In The Economic Consequences of the Peace, Keynes has a portrait of Woodrow Wilson at Versailles that has stayed in my mind:
The president was not a hero or a prophet; he was not even a philosopher; but a generously intentioned man, with many of the weaknesses of other human beings, and lacking that dominating intellectual equipment which would have been necessary to cope with the subtle and dangerous spellbinders whom a tremendous clash of forces and personalities had brought to the top as triumphant masters in the swift game of give and take, face to face in council – a game of which he had no experience at all … It was commonly believed at the commencement of [the negotiations] that the president had thought out, with the aid of a large body of advisers, a comprehensive scheme … But in fact the president had thought out nothing; when it came to practice his ideas were nebulous and incomplete. He had no plan, no scheme, no constructive ideas whatever for clothing with the flesh of life the commandments which he had thundered from the White House.

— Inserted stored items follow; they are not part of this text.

impl SearchStatus {
    /// Whether further calls to [`Pathfinder::step`] are no-ops.
    #[inline]
    pub fn is_done(self) -> bool {
        self != Self::Searching
    }
}

/// Incremental best-first search over a [`WeightedPather`].
///
/// The grid is borrowed per call rather than stored, so callers can keep
/// ownership of it between frames. Every call after
/// [`initialize`](Self::initialize) must pass the same grid.
///
/// Per-cell records live in a flat array sized to the grid bounds and are
/// reused across runs: bumping a generation counter invalidates every
/// record at once.
pub struct Pathfinder {
    pub(crate) config: SearchConfig,
    pub(crate) rng: Range,
    pub(crate) width: usize,
    pub(crate) nodes: Vec<Node>,
    pub(crate) generation: u32,
    pub(crate) open: BinaryHeap<NodeRef>,
    /// Indices with a record in the current generation, in discovery order.
    pub(crate) touched: Vec<usize>,
    /// Indices in the order they were settled.
    pub(crate) settled_order: Vec<usize>,
    pub(crate) start: Point,
    pub(crate) goal: Point,
    pub(crate) current: Point,
    pub(crate) status: SearchStatus,
    pub(crate) steps: usize,
    pub(crate) path: Vec<Point>,
    /// Heuristic scale: no step is cheaper than this.
    pub(crate) min_cost: f32,
    nbuf: Vec<Point>,
}

impl Default for Pathfinder {
    fn default() -> Self {
        Self::new(SearchConfig::default())
    }
}

impl Pathfinder {
    /// Create an idle pathfinder. Call [`initialize`](Self::initialize)
    /// before stepping.
    pub fn new(config: SearchConfig) -> Self {
        Self {
            config,
            rng: Range::default(),
            width: 0,
            nodes: Vec::new(),
            generation: 0,
            open: BinaryHeap::new(),
            touched: Vec::new(),
            settled_order: Vec::new(),
            start: Point::ZERO,
            goal: Point::ZERO,
            current: Point::ZERO,
            status: SearchStatus::Exhausted,
            steps: 0,
            path: Vec::new(),
            min_cost: 1.0,
            nbuf: Vec::with_capacity(4),
        }
    }

    /// The active configuration.
    #[inline]
    pub fn config(&self) -> SearchConfig {
        self.config
    }

    /// Change the configuration. Takes effect at the next
    /// [`initialize`](Self::initialize) or [`restart`](Self::restart).
    pub fn set_config(&mut self, config: SearchConfig) {
        self.config = config;
    }

    /// Discard all search state and begin a new run from `start` to `goal`.
    ///
    /// Fails if either endpoint is outside the grid or blocked. The previous
    /// run is discarded either way; after a failure the pathfinder reports
    /// [`SearchStatus::Exhausted`] with empty state.
    pub fn initialize<P: WeightedPather>(
        &mut self,
        pather: &P,
        start: Point,
        goal: Point,
    ) -> Result<(), SearchError> {
        self.reset(pather.bounds());
        self.start = start;
        self.goal = goal;
        self.current = start;

        let si = self.endpoint_index(pather, Endpoint::Start, start)?;
        self.endpoint_index(pather, Endpoint::Goal, goal)?;

        self.min_cost = pather.min_cost().max(0.0);

        if self.config.seed_unvisited {
            for p in pather.traversable_cells() {
                if let Some(i) = self.idx(p) {
                    self.touch(i, UNREACHABLE, NO_PARENT);
                }
            }
        }

        let f = self.estimate_at(start);
        self.touch(si, 0.0, NO_PARENT);
        self.open.push(NodeRef {
            idx: si,
            pos: start,
            g: 0.0,
            f,
        });

        self.status = SearchStatus::Searching;
        self.refresh_path();
        debug!(
            "search initialized: {start} -> {goal} ({})",
            self.config.heuristic.name()
        );
        Ok(())
    }

    /// Change the endpoints and restart.
    pub fn set_start_and_goal<P: WeightedPather>(
        &mut self,
        pather: &P,
        start: Point,
        goal: Point,
    ) -> Result<(), SearchError> {
        self.initialize(pather, start, goal)
    }

    /// Restart the current run from scratch with the same endpoints.
    pub fn restart<P: WeightedPather>(&mut self, pather: &P) -> Result<(), SearchError> {
        self.initialize(pather, self.start, self.goal)
    }

    /// Perform one expansion and return the resulting status.
    ///
    /// Once the run has finished this is a no-op that returns the final
    /// status, so it is safe to call from a polling loop.
    pub fn step<P: WeightedPather>(&mut self, pather: &P) -> SearchStatus {
        if self.status.is_done() {
            return self.status;
        }

        let Some(top) = self.frontier_min() else {
            return self.finish(SearchStatus::Exhausted);
        };
        if top.pos == self.goal {
            return self.finish(SearchStatus::Found);
        }

        self.open.pop();
        let ci = top.idx;
        let cp = top.pos;
        let cg = self.nodes[ci].g;
        self.nodes[ci].state = NodeState::Settled;
        self.settled_order.push(ci);
        self.steps += 1;
        trace!("settled {cp} at cost {cg}");

        let mut nbuf = std::mem::take(&mut self.nbuf);
        nbuf.clear();
        pather.neighbors(cp, &mut nbuf);

        let mut goal_improved = false;
        for &np in nbuf.iter() {
            let Some(ni) = self.idx(np) else {
                continue;
            };
            let tentative = cg + pather.cost_of(np);
            let (state, g) = self.record(ni);
            if state == NodeState::Settled || tentative >= g {
                continue;
            }
            let f = tentative + self.estimate_at(np);
            self.touch(ni, tentative, ci);
            self.open.push(NodeRef {
                idx: ni,
                pos: np,
                g: tentative,
                f,
            });
            goal_improved |= np == self.goal;
        }
        self.nbuf = nbuf;

        if let Some(next) = self.frontier_min() {
            self.current = next.pos;
        }
        if goal_improved {
            self.refresh_path();
        }
        SearchStatus::Searching
    }

    /// Step until the run finds the goal or exhausts the frontier.
    ///
    /// Every non-final step settles one cell, so this halts after at most
    /// one step per cell in the grid.
    pub fn run_to_completion<P: WeightedPather>(&mut self, pather: &P) -> SearchStatus {
        loop {
            let status = self.step(pather);
            if status.is_done() {
                return status;
            }
        }
    }

    /// Initialize, run to completion and return the path.
    ///
    /// The path is empty when the goal cannot be reached.
    pub fn find_path<P: WeightedPather>(
        &mut self,
        pather: &P,
        start: Point,
        goal: Point,
    ) -> Result<Vec<Point>, SearchError> {
        self.initialize(pather, start, goal)?;
        self.run_to_completion(pather);
        Ok(self.path.clone())
    }

    // -----------------------------------------------------------------------
    // Internals
    // -----------------------------------------------------------------------

    /// Drop every trace of the previous run and size storage for `rng`.
    fn reset(&mut self, rng: Range) {
        if rng != self.rng {
            self.rng = rng;
            self.width = rng.width().max(0) as usize;
            self.nodes.clear();
            self.nodes.resize(rng.len(), Node::default());
            self.generation = 0;
        }
        self.generation = self.generation.wrapping_add(1);
        if self.generation == 0 {
            self.nodes.fill(Node::default());
            self.generation = 1;
        }
        self.open.clear();
        self.touched.clear();
        self.settled_order.clear();
        self.path.clear();
        self.steps = 0;
        self.status = SearchStatus::Exhausted;
    }

    fn finish(&mut self, status: SearchStatus) -> SearchStatus {
        self.status = status;
        self.refresh_path();
        debug!(
            "search {:?} after {} expansions, path length {}",
            status,
            self.steps,
            self.path.len()
        );
        status
    }

    /// Cheapest live frontier entry, discarding stale heap entries on the
    /// way.
    fn frontier_min(&mut self) -> Option<NodeRef> {
        while let Some(&top) = self.open.peek() {
            let n = &self.nodes[top.idx];
            let live = n.generation == self.generation
                && n.state == NodeState::Open
                && n.g.total_cmp(&top.g).is_eq();
            if live {
                return Some(top);
            }
            self.open.pop();
        }
        None
    }

    /// Create or update the current-generation record of cell `i` as an
    /// open frontier entry.
    fn touch(&mut self, i: usize, g: f32, parent: usize) {
        let cur_gen = self.generation;
        let n = &mut self.nodes[i];
        if n.generation != cur_gen {
            n.generation = cur_gen;
            self.touched.push(i);
        }
        n.g = g;
        n.parent = parent;
        n.state = NodeState::Open;
    }

    /// State and cost of cell `i` in the current run.
    #[inline]
    pub(crate) fn record(&self, i: usize) -> (NodeState, f32) {
        let n = &self.nodes[i];
        if n.generation == self.generation {
            (n.state, n.g)
        } else {
            (NodeState::Unvisited, UNREACHABLE)
        }
    }

    /// Predecessor index of cell `i` in the current run.
    #[inline]
    pub(crate) fn parent(&self, i: usize) -> Option<usize> {
        let n = &self.nodes[i];
        (n.generation == self.generation && n.parent != NO_PARENT).then_some(n.parent)
    }

    /// Recompute the route to the goal from the current predecessor links.
    fn refresh_path(&mut self) {
        self.path = if self.status == SearchStatus::Exhausted {
            Vec::new()
        } else {
            reconstruct(self.start, self.goal, self.nodes.len(), |p| {
                self.idx(p)
                    .and_then(|i| self.parent(i))
                    .map(|pi| self.point(pi))
            })
        };
    }

    // -----------------------------------------------------------------------
    // Coordinate helpers
    // -----------------------------------------------------------------------

    /// Convert a `Point` to a flat index. Returns `None` if out of range.
    #[inline]
    pub(crate) fn idx(&self, p: Point) -> Option<usize> {
        if !self.rng.contains(p) {
            return None;
        }
        let x = (p.x - self.rng.min.x) as usize;
        let y = (p.y - self.rng.min.y) as usize;
        Some(y * self.width + x)
    }

    /// Flat index of an endpoint, or the error rejecting it.
    fn endpoint_index<P: WeightedPather>(
        &self,
        pather: &P,
        endpoint: Endpoint,
        pos: Point,
    ) -> Result<usize, SearchError> {
        match self.idx(pos) {
            Some(i) if pather.is_traversable(pos) => Ok(i),
            _ => {
                debug!("rejecting search: {endpoint} {pos} is not traversable");
                Err(SearchError::InvalidEndpoint { endpoint, pos })
            }
        }
    }

    /// Convert a flat index back to a `Point`.
    #[inline]
    pub(crate) fn point(&self, idx: usize) -> Point {
        let x = (idx % self.width) as i32 + self.rng.min.x;
        let y = (idx / self.width) as i32 + self.rng.min.y;
        Point::new(x, y)
    }
}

Another peace president who became a war president – but a larger affinity may be noticed. Wilson and Obama share an odd quirk of the national character, a blend of high resolve and extreme detachment, romantic idealism and an almost opaque unconcern with follow-through.
On Iran, for now, Obama has not joined the sabre-rattling, but his policy appears to be regime change, and he has done little to calm the voices in the Israel lobby and Congress who clamour for stiffer sanctions and will soon cry for blockade and war. He has not found the time or the wit to offer an explanation that would indicate the good sense of peace – in case the prospects grow brighter in the current negotiations. He has pledged to do whatever it takes to stop Iran from having a nuclear weapon, and has subscribed to the Netanyahu equation: too far on the road to a weapon is the same as having a weapon. Quite consistently, in his presidency, Obama’s method of stopping a measure, a tendency or a worldly development he opposes has not been to stand in its way but to try to slow it down. Indeed, this is almost his only tactic, as if he believed you could stop a train from arriving at the wrong terminus by padding the railcars with very good shock absorbers. His present strategy is to continue slowly towards war with Iran, but not be seen to have arrived there by November.
[*] Barack Obama: The Making of the Man (Atlantic, 643 pp., £25, June, 978 1 84887 279 0).